All Strung Out

Heh, the title’s a pun. You’ll get it later.

Today is the third day in the life of this blog.   This means that the goal of writing 365 consecutive daily posts is starting to become real to me.  Instead of being only a random idea I am willing to attempt, the first hint of, “Hey, 365 posts might require some serious work and commitment,” has begun to make itself evident.

Of course, this only makes me excited.  Three posts down and only 362 to go! Whoo!

I have two brief failures for you this fine time of day, whenever it might be for you.

To begin, learning anything new can be challenging.  This is my first blog.  I actually set it up two weeks ago, but it took me a lot of thinking to figure out how I wanted to word the introduction.  I was also taking my time and really considering if I wanted to commit to a year’s worth of posting, which I eventually decided to answer with an enthusiastic, “YES!” Currently, my main challenges with blogging have been with the site itself.  For me, the part of wordpress used for creating blogs has been not at all intuitive, and I have had to google on more than one occasion to figure out how to access the dashboard (for those of you unfamiliar with wordpress the dashboard=incredible cosmic power over every aspect of your blog).

However, my failure to be instantly all-knowledgeable about how to blog has been great fun.  Today, for the first time ever, I was able to go directly where I wanted to start a post! Okay, there is a button specifically for adding new posts, but I remembered that way of beginning a draft instead of madly clicking on all the buttons in the menu in an effort to find what I wanted.  I am beginning to find my own voice, and although I cannot yet describe what my writing voice is, I know that it involves making puns.

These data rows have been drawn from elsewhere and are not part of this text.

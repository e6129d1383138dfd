//! Configuration loading from disk.

use std::fs;
use std::path::Path;

use serde::de::DeserializeOwned;
use thiserror::Error;

use crate::config::dynamic::Configuration;
use crate::config::schema::SupervisorConfig;
use crate::config::validation::{validate_config, ValidationError};

/// Error type for configuration loading.
#[derive(Debug, Error)]
pub enum ConfigError {
    #[error("IO error: {0}")]
    Io(#[from] std::io::Error),

    #[error("Parse error: {0}")]
    Parse(#[from] toml::de::Error),

    #[error("Validation failed: {}", join_errors(.0))]
    Validation(Vec<ValidationError>),
}

fn join_errors(errors: &[ValidationError]) -> String {
    errors
        .iter()
        .map(ToString::to_string)
        .collect::<Vec<_>>()
        .join(", ")
}

fn read_toml<T: DeserializeOwned>(path: &Path) -> Result<T, ConfigError> {
    let content = fs::read_to_string(path)?;
    Ok(toml::from_str(&content)?)
}

/// Load and validate static configuration from a TOML file.
pub fn load_config(path: &Path) -> Result<SupervisorConfig, ConfigError> {
    let config: SupervisorConfig = read_toml(path)?;
    validate_config(&config).map_err(ConfigError::Validation)?;
    Ok(config)
}

/// Load one generation of dynamic configuration from a TOML file.
pub fn load_dynamic_config(path: &Path) -> Result<Configuration, ConfigError> {
    read_toml(path)
}
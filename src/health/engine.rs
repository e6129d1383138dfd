//! Generation-scoped owner of all running health checkers.
//!
//! # State Transitions
//! ```text
//! Idle → Armed:      rearm(checkers)
//! Armed → Armed:     rearm(checkers), old generation cancelled and awaited first
//! Armed → Idle:      stop()
//! ```
//!
//! # Design Decisions
//! - Every generation runs under a child of the root token, so process
//!   shutdown cancels all loops
//! - No loop of an older generation survives a rearm

use std::sync::Arc;

use dashmap::DashMap;
use futures_util::future::join_all;
use tokio::sync::Mutex;
use tokio::task::JoinHandle;
use tokio_util::sync::CancellationToken;

use crate::health::active::ServiceHealthChecker;

#[derive(Debug)]
struct Generation {
    scope: CancellationToken,
    tasks: Vec<JoinHandle<()>>,
}

/// Registry of the health checkers of the current configuration generation.
#[derive(Debug)]
pub struct HealthCheckEngine {
    checkers: DashMap<String, Arc<ServiceHealthChecker>>,
    generation: Mutex<Option<Generation>>,
    root: CancellationToken,
}

impl HealthCheckEngine {
    pub fn new(root: CancellationToken) -> Self {
        Self {
            checkers: DashMap::new(),
            generation: Mutex::new(None),
            root,
        }
    }

    /// Stop the running generation and launch `checkers` as the next one.
    pub async fn rearm(&self, checkers: Vec<Arc<ServiceHealthChecker>>) {
        let mut generation = self.generation.lock().await;
        if let Some(old) = generation.take() {
            shutdown(old).await;
        }
        self.checkers.clear();

        let scope = self.root.child_token();
        let mut tasks = Vec::with_capacity(checkers.len() * 2);
        for checker in checkers {
            tasks.extend(checker.launch(&scope));
            self.checkers
                .insert(checker.service().to_string(), checker);
        }

        tracing::info!(services = self.checkers.len(), "Health checks armed");
        *generation = Some(Generation { scope, tasks });
    }

    /// Cancel and await every running loop.
    pub async fn stop(&self) {
        if let Some(old) = self.generation.lock().await.take() {
            shutdown(old).await;
            tracing::info!("Health checks stopped");
        }
        self.checkers.clear();
    }

    pub fn checker(&self, service: &str) -> Option<Arc<ServiceHealthChecker>> {
        self.checkers.get(service).map(|entry| entry.value().clone())
    }

    /// Names of the services checked by the current generation, sorted.
    pub fn services(&self) -> Vec<String> {
        let mut names: Vec<String> = self.checkers.iter().map(|e| e.key().clone()).collect();
        names.sort();
        names
    }
}

async fn shutdown(generation: Generation) {
    generation.scope.cancel();
    for result in join_all(generation.tasks).await {
        if let Err(e) = result {
            tracing::error!(error = %e, "Health check task failed");
        }
    }
}
//! The entity store for one configuration generation.

use std::collections::BTreeMap;

use serde::Serialize;

use crate::config::dynamic::{
    Configuration, HttpRouter, HttpService, Middleware, TcpRouter, TcpService, UdpRouter,
    UdpService,
};
use crate::runtime::records::{MiddlewareRecord, RouterRecord, ServiceRecord};

pub type HttpRouters = BTreeMap<String, RouterRecord<HttpRouter>>;
pub type HttpServices = BTreeMap<String, ServiceRecord<HttpService>>;
pub type HttpMiddlewares = BTreeMap<String, MiddlewareRecord<Middleware>>;
pub type TcpRouters = BTreeMap<String, RouterRecord<TcpRouter>>;
pub type TcpServices = BTreeMap<String, ServiceRecord<TcpService>>;
pub type TcpMiddlewares = BTreeMap<String, MiddlewareRecord<Middleware>>;
pub type UdpRouters = BTreeMap<String, RouterRecord<UdpRouter>>;
pub type UdpServices = BTreeMap<String, ServiceRecord<UdpService>>;

/// Every record of one generation, keyed by qualified name.
///
/// Absent configuration sections yield empty maps.
#[derive(Debug, Clone, Default, Serialize)]
pub struct RuntimeConfiguration {
    pub routers: HttpRouters,
    pub services: HttpServices,
    pub middlewares: HttpMiddlewares,
    pub tcp_routers: TcpRouters,
    pub tcp_services: TcpServices,
    pub tcp_middlewares: TcpMiddlewares,
    pub udp_routers: UdpRouters,
    pub udp_services: UdpServices,
}

impl RuntimeConfiguration {
    /// Build fresh records, all enabled, from one generation of configuration.
    pub fn load(configuration: Configuration) -> Self {
        let mut runtime = Self::default();

        if let Some(http) = configuration.http {
            runtime.routers = wrap(http.routers, RouterRecord::new);
            runtime.services = wrap(http.services, ServiceRecord::new);
            runtime.middlewares = wrap(http.middlewares, MiddlewareRecord::new);
        }

        if let Some(tcp) = configuration.tcp {
            runtime.tcp_routers = wrap(tcp.routers, RouterRecord::new);
            runtime.tcp_services = wrap(tcp.services, ServiceRecord::new);
            runtime.tcp_middlewares = wrap(tcp.middlewares, MiddlewareRecord::new);
        }

        if let Some(udp) = configuration.udp {
            runtime.udp_routers = wrap(udp.routers, RouterRecord::new);
            runtime.udp_services = wrap(udp.services, ServiceRecord::new);
        }

        runtime
    }
}

fn wrap<D, R>(definitions: BTreeMap<String, D>, record: fn(D) -> R) -> BTreeMap<String, R> {
    definitions
        .into_iter()
        .map(|(name, definition)| (name, record(definition)))
        .collect()
}
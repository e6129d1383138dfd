//! Record status and error accumulation.
//!
//! # State Transitions
//! ```text
//! enabled → warning:  non-critical error
//! enabled → disabled: critical error
//! warning → disabled: critical error
//! disabled → *:       never (until the next generation)
//! ```

use serde::Serialize;

/// Health of a configuration record.
#[derive(Debug, Clone, Copy, Default, PartialEq, Eq, Serialize)]
#[serde(rename_all = "lowercase")]
pub enum Status {
    #[default]
    Enabled,
    Disabled,
    Warning,
}

/// Errors and status carried by every record.
#[derive(Debug, Clone, Default, Serialize)]
pub struct RecordState {
    status: Status,
    errors: Vec<String>,
}

impl RecordState {
    pub fn status(&self) -> Status {
        self.status
    }

    /// Distinct error messages in insertion order.
    pub fn errors(&self) -> &[String] {
        &self.errors
    }

    /// Record an error. Repeated messages are ignored, status only ever worsens.
    pub fn add_error(&mut self, message: impl Into<String>, critical: bool) {
        let message = message.into();
        if self.errors.contains(&message) {
            return;
        }
        self.errors.push(message);

        if critical {
            self.status = Status::Disabled;
        } else if self.status != Status::Disabled {
            self.status = Status::Warning;
        }
    }
}

/// Access to the [`RecordState`] of a router, service or middleware record.
pub trait StatusRecord {
    fn state(&self) -> &RecordState;

    fn state_mut(&mut self) -> &mut RecordState;

    fn status(&self) -> Status {
        self.state().status()
    }

    fn errors(&self) -> &[String] {
        self.state().errors()
    }

    fn add_error(&mut self, message: impl Into<String>, critical: bool) {
        self.state_mut().add_error(message, critical);
    }
}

Speaking of which, that is a nice segue into the next failure.

The next failure involves music! Specifically, sight reading in an ensemble.  I play the violin, and today I read through STRING quartet music with four other people (we had two cellists). Three of us were semi-professionals, and two were professionals.

Told ya’ you would get the pun.

Anyway, when sight reading music there is absolutely no way to play the piece perfectly the first time.  In fact, there is never a time when a musician will play a piece perfectly, although there are people that seem to get pretty close. To sight read music, especially in a group, is to embrace failure.  When playing music you are: listening to your own sound, focusing on how to shape the music, how to move your body to play pitches correctly, how to breathe, looking ahead in the music to be prepared for tricky parts, counting rests, counting beats, listening to how your part fits in with the ensemble, and blending your sound with the other members in the ensemble.

That was not a comprehensive list, but it is enough to give an idea of how challenging it is to make it through a piece of music together with other people even with tons of practice time.  Sight reading is doing all that, but on the first try.  So for the entire hour and a half, everyone in the group was missing notes, botching rhythms, playing too loudly or too softly or not distinguishing between the two at all, not paying attention and suddenly finding themselves a measure off, and many others.  What is the result, you may ask, of reading through pieces of music once and butchering them? The answer is: laughter and camaraderie.  Nothing is funnier than everyone getting lost in the music and discovering that we were only a measure apart from each other, or discovering that we have not been paying attention like we should have and somehow managed to play several measures in a key other than what the piece was written in.  It is also a great opportunity to relax and have fun while making music, without the stress of a performance situation.

Sight reading ensemble music can have other benefits, too.  If you happen to be like me, a violinist of modest abilities, getting to sight read with professionals is a great thing in that you can begin to pick up better technique and ask questions that, when answered, help you understand how to play the music better.  It is also incredibly reassuring to see professionals making as many mistakes as you are, because it is a reminder that everyone has to practice and work hard in order to play music well. And like I touched on before, it is a great way to build connections with other musicians.

On that note, I declare this post finished.  Until tomorrow, happy failing!